Гостеприимный Хедебю

   Шеппари намеревались плыть к Виксбергу, минуя Бирку. Хрольф, вдохновленный их братской поддержкой в Упсале, безоговорочно с ними согласился. Сколько еще дней будут они добираться до Овсяного залива? Листопад[105] должен был начаться со дня на день, а осеннее море непредсказуемо, как сварливая жена. А уж из-за женской придури на век Хрольфа выпало немало ненастных дней.
   Но на Мэларене были двое не согласных с решением шеппарьского тинга: бог Ньёрд и венед Варглоб по прозвищу Стейн Кнутнёве. И если первый баловал и супостатничал исключительно по природе своей, то второй мечтал попасть на Бирку, дабы хотя бы еще одну ночь провести в объятиях возлюбленной жены. Однако если ветреный Ван[106] мог не скрывать своих намерений и откровенно дуть в противоход драккарам, то Волькше пришлось весь день молчать и выжидать подходящего случая, чтобы осуществить свое желание.
   Пасмурный день уже клонился к закату, когда Годинович обратился к Хрольфу с совершенно невинным вопросом:
   – Как думаешь, сторешеппарь, ты сумеешь купить кнорры в Хедебю?
   – Не знаю… – рассеянно ответил мореход. Ничто под сенью Иггдрассиля его больше не заботило, кроме того, что он теперь не мог, как прежде, стоять у родерпинна своего Грома. И эта темная кручина лежала холодным камнем на его душе. Конечно, Рыжий Ольг в любое мгновение отдаст ему кормовое весло, буде сторешеппарь пожелает. Но тогда прочие шеппари сочтут Хрольфа недостаточно твердым и властным. А такого неуважительного отношения сторешеппарь похода ватаги, насчитывавшей аж десять драккаров, никак не мог себе позволить. Не для того Хрольф драл глотку, доказывая, что стая ладей должна подчиняться одной. а именно его, Гастинга руке, чтобы вот так запросто показать всем, что ему больше по сердцу дрязгаться по сумьскому побережью Восточного моря, чем верховодить над далеким и опасным походом.
   – А что? – встрепенулся сын Снорри после довольно долгого раздумья. Волькша все это время стоял рядом с ним и делал вид, что ответ шеппаря его устраивает. К слову сказать, он тоже тосковал по своему месту на гребцовском сундуке. Но он надеялся, что в дни похода у него еще не раз будет возможность помахать веслом, поскольку у варягов даже хольды не гнушались весельной работы.

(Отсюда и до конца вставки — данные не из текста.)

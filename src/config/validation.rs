use crate::config::types::{Config, CrawlerConfig, StoreConfig, UserAgentConfig};
use crate::ConfigError;
use url::Url;

/// Validates the entire configuration
pub fn validate(config: &Config) -> Result<(), ConfigError> {
    validate_store_config(&config.store)?;
    validate_crawler_config(&config.crawler)?;
    validate_user_agent_config(&config.user_agent)?;
    Ok(())
}

/// Validates store configuration
fn validate_store_config(config: &StoreConfig) -> Result<(), ConfigError> {
    if config.database_path.is_empty() {
        return Err(ConfigError::Validation(
            "database_path cannot be empty".to_string(),
        ));
    }

    Ok(())
}

/// Validates crawler configuration
fn validate_crawler_config(config: &CrawlerConfig) -> Result<(), ConfigError> {
    if config.batch_size < 1 || config.batch_size > 10_000 {
        return Err(ConfigError::Validation(format!(
            "batch_size must be between 1 and 10000, got {}",
            config.batch_size
        )));
    }

    if config.recrawl_window_hours < 1 {
        return Err(ConfigError::Validation(format!(
            "recrawl_window_hours must be >= 1, got {}",
            config.recrawl_window_hours
        )));
    }

    if config.fetch_timeout_secs < 1 {
        return Err(ConfigError::Validation(format!(
            "fetch_timeout_secs must be >= 1, got {}",
            config.fetch_timeout_secs
        )));
    }

    // A fetch must always finish well inside the window, or a slow worker's
    // record would be reclaimed while it is still being fetched.
    if config.fetch_timeout_secs >= u64::from(config.recrawl_window_hours) * 3600 {
        return Err(ConfigError::Validation(format!(
            "fetch_timeout_secs ({}) must be shorter than the recrawl window ({}h)",
            config.fetch_timeout_secs, config.recrawl_window_hours
        )));
    }

    if config.max_concurrent_fetches < 1 || config.max_concurrent_fetches > 100 {
        return Err(ConfigError::Validation(format!(
            "max_concurrent_fetches must be between 1 and 100, got {}",
            config.max_concurrent_fetches
        )));
    }

    if config.max_redirects > 30 {
        return Err(ConfigError::Validation(format!(
            "max_redirects must be <= 30, got {}",
            config.max_redirects
        )));
    }

    Ok(())
}

/// Validates user agent configuration
fn validate_user_agent_config(config: &UserAgentConfig) -> Result<(), ConfigError> {
    // Validate crawler name: non-empty, alphanumeric + hyphens only
    if config.crawler_name.is_empty() {
        return Err(ConfigError::Validation(
            "crawler_name cannot be empty".to_string(),
        ));
    }

    if !config
        .crawler_name
        .chars()
        .all(|c| c.is_alphanumeric() || c == '-')
    {
        return Err(ConfigError::Validation(format!(
            "crawler_name must contain only alphanumeric characters and hyphens, got '{}'",
            config.crawler_name
        )));
    }

    Url::parse(&config.contact_url)
        .map_err(|e| ConfigError::InvalidUrl(format!("Invalid contact_url: {}", e)))?;

    validate_email(&config.contact_email)?;

    Ok(())
}

/// Basic email validation
fn validate_email(email: &str) -> Result<(), ConfigError> {
    if email.is_empty() {
        return Err(ConfigError::Validation(
            "contact_email cannot be empty".to_string(),
        ));
    }

    let (local, domain) = email
        .split_once('@')
        .ok_or_else(|| ConfigError::Validation(format!("Invalid email format: '{}'", email)))?;

    if local.is_empty() || domain.is_empty() || domain.contains('@') {
        return Err(ConfigError::Validation(format!(
            "Invalid email format: '{}'",
            email
        )));
    }

    if !domain.contains('.') {
        return Err(ConfigError::Validation(format!(
            "Invalid email domain: '{}'",
            email
        )));
    }

    Ok(())
}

   – Ты о чем? – переспросил Варг Хрольфа.
   – Ну ты спросил про кнорры, – напомнил ему свей. – Зачем нам их покупать в Хедебю? Я не уразумел.
   – А… – протянул Волькша, точно пытаясь вспомнить свои прежние мысли. На самом деле он едва сдерживал радость. Как ни кичился теперь Хрольф, а в душе он все равно оставался сыном бонде, готовым торговаться за каждую восьмушку кроны. У причала на Бирке осталась одна из тех грузовых посудин, что были куплены еще в Гюльдборге, но мореход либо позабыл о ней, либо постеснялся брать ее в поход, в котором участвовали только драккары. Если Волкан сумеет убедить шеппаря в том, что кнорр понадобится для вывоза добычи, то его страстное желание провести еще одну ночь с Эрной непременно осуществится.
   – А, да! – наконец просветлел лицом Варглоб. – Ну, просто посмотри, как твои драккары глубоко сидят в воде. Когда ты нагрузишь на них добычу, они того и гляди начнут черпать воду бортами… Вот я и подумал: сумеешь ли ты купить где-нибудь кнорры так же быстро, как после победы под Хохендорфом…
   – Какой же ты все-таки темный, венед! – хлопнул Хрольф парнишку по плечу. – Зачем мне где-то покупать кнорр, когда у моего причала он уже стоит?
   – Но ты же собирался идти прямехонько на Виксберг, – захлопал глазами Волькша.
   – Кто тебе сказал? – поднял брови шеппарь.
   – Ну, вы вроде бы так утром еще порешили?
   – Кто порешил?
   – Ты и прочие шеппари.
   – Не было этого, – не моргнув глазом, соврал Хрольф и потянулся к охотничьему рогу на поясе…
   Когда возмущенные соратники обступили его на берегу причальной заводи, он охладил их пыл тем же вопросом, который до этого задал ему Волькша, – уверены ли они, что сумеют быстро купить грузовые ладьи где-нибудь возле Овсяного залива.
   – Или вы думаете, что там вас ждет не дождется не вино, зерно, ткани и фольки, а прямо сразу серебро и золото по пять сотен крон на гребца?.. Добычу-то надо будет куда-то грузить. А наши драккары и так уже огружены гребцами да ратниками. Или вы прикидываете, что бой за Хавре ополовинит ваши манскапы? А я, Хрольф-мореход, говорю вам, что такому не бывать! Сам Тюр ведет нас! И великая добыча ждет нас на берегах Овсяного залива. Так куда вы будете поживу складывать?